A former MP who introduced the radical legislation that allows government to get DNA samples in registration of persons has defended the law as progressive in solving the country’s security challenges.
Mr Charles Mutisya Nyamai, the immediate former MP for Kitui Rural, says he was inspired by a desire to end the difficulties Kenyans undergo in acquiring and keeping multiple forms of identification documents while moving the Unified National Identification System Bill, 2014.
He says he benchmarked with several developed countries including the United States, Chile, South Africa, Canada, Nigeria, Australia and India and came up with the law that makes the management of national affairs easier.
Once the new law is fully implemented, Mr Nyamai argues the new population registration system will be the authentic single source of truth on personal identity in Kenya and will also save the country billions of shillings spent in conducting voter registration and the national census.
President Uhuru Kenyatta announced this week that Kenyans will be registered digitally and given unique identification numbers containing their personal data, in the next phase of implementation of the law.
The President said the registration will be done after the completion of a central population database, which will be an authentic source of truth on personal data in Kenya.
Mr Kenyatta said county commissioners will oversee the registration.
On the face of it, the bill sought to introduce the issuance of multi-purpose identity cards and for connected purposes where a person’s details including tax, travel, medical cover, education, social security and driving licences which are captured in different documents are consolidated.
However, the trove of personal data for Kenyans allowed under the law, which Mr Nyamai spearheaded also, include DNA and dental profiles and GPS locations.
Section 9 of the law gives the National Registration Bureau powers to request for any information or data from any person on matters relating to management of country’s affairs.
“Any registered person in respect of whom an entry is made in the database shall be identified using unique and unambiguous features such as fingerprints and other biometric information” reads Section 16 (1) of the law.
This has effectively widened the scope in registration where the government will require Kenyans to provide details that have not been captured before, in the fresh rapid registration drive of all its citizens.

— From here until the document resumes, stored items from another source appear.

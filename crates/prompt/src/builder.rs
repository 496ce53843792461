//! Prompt builder for rendering templates and injecting context.

use crate::defaults;
use crate::loader::load_prompt_or;
use crate::types::{BuiltPrompt, BuiltPromptMetadata, PromptDefinition};
use docask_core::{AppError, AppResult};
use handlebars::Handlebars;
use std::collections::HashMap;
use std::path::Path;

/// The system and user prompt definitions used for one answer session.
#[derive(Debug, Clone)]
pub struct PromptSet {
    pub system: PromptDefinition,
    pub user: PromptDefinition,
}

impl PromptSet {
    /// The built-in prompts, ignoring any workspace overrides.
    pub fn builtin() -> Self {
        Self {
            system: defaults::system_prompt(),
            user: defaults::user_prompt(),
        }
    }

    /// Load prompts for a workspace, preferring `.docask/prompts/<id>.yml`
    /// over the built-in definitions.
    pub fn load(workspace_path: &Path) -> AppResult<Self> {
        let system = load_prompt_or(
            workspace_path,
            defaults::SYSTEM_PROMPT_ID,
            defaults::system_prompt(),
        )?;
        let user = load_prompt_or(
            workspace_path,
            defaults::USER_PROMPT_ID,
            defaults::user_prompt(),
        )?;

        Ok(Self { system, user })
    }
}

/// Build the system and user messages for one completion round.
///
/// Template variables:
/// - `question` - the current question
/// - `conversationSummary` - compressed prior turns, empty when there are none
/// - `sources` - the assembled context block
///
/// # Example
/// ```no_run
/// use docask_prompt::{build_answer_prompt, PromptSet};
///
/// # fn example() -> Result<(), Box<dyn std::error::Error>> {
/// let built = build_answer_prompt(&PromptSet::builtin(), "What is the notice period?", "", "")?;
/// println!("User prompt: {}", built.user);
/// # Ok(())
/// # }
/// ```
pub fn build_answer_prompt(
    prompts: &PromptSet,
    question: &str,
    conversation_summary: &str,
    sources: &str,
) -> AppResult<BuiltPrompt> {
    tracing::debug!(
        "Building prompt from {} / {}",
        prompts.system.id,
        prompts.user.id
    );

    let mut variables = HashMap::new();
    variables.insert("question".to_string(), question.to_string());
    variables.insert(
        "conversationSummary".to_string(),
        conversation_summary.to_string(),
    );
    variables.insert("sources".to_string(), sources.to_string());

    let system = render_template(&prompts.system.template, &variables)?;
    let user = render_template(&prompts.user.template, &variables)?;

    Ok(BuiltPrompt {
        system,
        user,
        metadata: BuiltPromptMetadata {
            source_prompt_ids: (prompts.system.id.clone(), prompts.user.id.clone()),
            history_included: !conversation_summary.is_empty(),
            resolved_variables: variables,
        },
    })
}

/// Render a Handlebars template with variables.
fn render_template(template: &str, variables: &HashMap<String, String>) -> AppResult<String> {
    let mut handlebars = Handlebars::new();

    // Plain text, not HTML
    handlebars.register_escape_fn(handlebars::no_escape);

    handlebars
        .register_template_string("prompt", template)
        .map_err(|e| AppError::Prompt(format!("Failed to register template: {}", e)))?;

    let rendered = handlebars
        .render("prompt", &variables)
        .map_err(|e| AppError::Prompt(format!("Failed to render template: {}", e)))?;

    Ok(rendered)
}

#[cfg(test)]
mod tests {
    use super::*;
    use std::fs;
    use tempfile::TempDir;

    #[test]
    fn test_render_simple_template() {
        let mut vars = HashMap::new();
        vars.insert("question".to_string(), "Hello, world!".to_string());

        let result = render_template("Question: {{question}}", &vars).unwrap();
        assert_eq!(result, "Question: Hello, world!");
    }

    #[test]
    fn test_render_does_not_escape() {
        let mut vars = HashMap::new();
        vars.insert("sources".to_string(), "[NEW TEXT a.pdf p1]\n<b> & \"x\"".to_string());

        let result = render_template("{{sources}}", &vars).unwrap();
        assert_eq!(result, "[NEW TEXT a.pdf p1]\n<b> & \"x\"");
    }

    #[test]
    fn test_render_template_missing_variable() {
        let vars = HashMap::new();
        let result = render_template("Question: {{missing}}", &vars).unwrap();
        assert_eq!(result, "Question: ");
    }

    #[test]
    fn test_build_answer_prompt_builtin() {
        let built = build_answer_prompt(
            &PromptSet::builtin(),
            "What is the notice period?",
            "",
            "[NEW TEXT contract p4]\nThirty days.",
        )
        .unwrap();

        assert!(built.system.contains("Status:"));
        assert!(built.user.contains("QUESTION: What is the notice period?"));
        assert!(built.user.contains("[NEW TEXT contract p4]\nThirty days."));
        assert!(!built.metadata.history_included);
        assert_eq!(
            built.metadata.source_prompt_ids,
            ("answer.system".to_string(), "answer.user".to_string())
        );
    }

    #[test]
    fn test_build_answer_prompt_with_history() {
        let summary = "=== Previous Conversation ===\nQ1: a\nA1: b\n=== End ===";
        let built = build_answer_prompt(&PromptSet::builtin(), "q", summary, "").unwrap();

        assert!(built.user.starts_with(summary));
        assert!(built.metadata.history_included);
    }

    #[test]
    fn test_prompt_set_uses_workspace_override() {
        let temp_dir = TempDir::new().unwrap();
        let prompts_dir = temp_dir.path().join(".docask/prompts");
        fs::create_dir_all(&prompts_dir).unwrap();
        fs::write(
            prompts_dir.join("answer.user.yml"),
            "id: answer.user\ntitle: Terse\napiVersion: \"1.0\"\ntemplate: \"Q={{question}}\"\n",
        )
        .unwrap();

        let set = PromptSet::load(temp_dir.path()).unwrap();
        assert_eq!(set.user.title, "Terse");
        assert_eq!(set.system.template, defaults::system_prompt().template);

        let built = build_answer_prompt(&set, "why", "", "").unwrap();
        assert_eq!(built.user, "Q=why");
    }
}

Similar measures in other countries have raised concerns over violations of human rights, ethics and possible breach of privacy.
President Kenyatta told regional commissioners and police commanders at State House Mombasa that for each registration, the National Integrated Management System (Nims) will generate a unique identification number which will be known as a Huduma (service) number.
“This will enhance the progress made by the Integrated Population Registration System. My administration will complete a central master population database which will be the authentic ‘single source of truth’ on personal identity in Kenya,” he said.
The former lawmaker defended the law saying it will be a lot easier in future for various government agencies including law enforcement units, Kenya Revenue Authority, National Hospital Insurance Fund, National Social Security Fund, Immigration department and Lands registry to manage their operations more effectively.
In an interview with the Sunday Nation, the ex-MP said that by adopting the bill, he said Kenya joined the league of developed countries that use advanced technology to solve complex crimes, including terrorism, murder, rape, fraud and even tax evasion.
“At the touch of a button, the database established under the law gives sufficient information any agency will require about an individual, that is stored various registries, including that on birth and death, marriage and divorce, citizenship, passports and aliens” said Mr Nyamai.
On the possible requirement for DNA profiles in registration, Mr Nyamai said this will be help police resolve complex crimes faster and save the country funds wasted in using outdated technologies.
He likened the new law to the one being used by Chile where once a birth is registered, the data captured is used throughout one’s life, making it unnecessary for citizens to register again as voters.
“This law is good for the country and that’s why the government has started implementing it. The details will be linked and relayed in real time to all government agencies,” he explained.
Mr Nyamai said the information will also help banks detect impersonation and fraud and eliminate election malpractices since dead voters in the IEBC roll will be deleted automatically.
The system, which some agencies are already using, was tested for a year before it was launched four years ago.
By 2015, it had data on more than 16 million Kenyans and 200,000 refugees. It has been described as a single source of truth.
After the bill was unanimously passed by parliament and assented to law by President Kenyatta, it paved way for radical changes in registration of persons, right from birth, and an elaborate adoption of the web-based data management programme by the Education ministry.
The National Education Management Information System (Nemis) helps the government to streamline management of learners and their education institutions by collecting their data right from pre-school.
Mr Nyamai is an accountant who held senior finance positions at organisations including Coca Cola, Kenya Railways and Kemsa before his election in 2007.
He served for two consecutive terms in parliament and was narrowly defeated by current MP Boni Mwalika in the 2017 elections.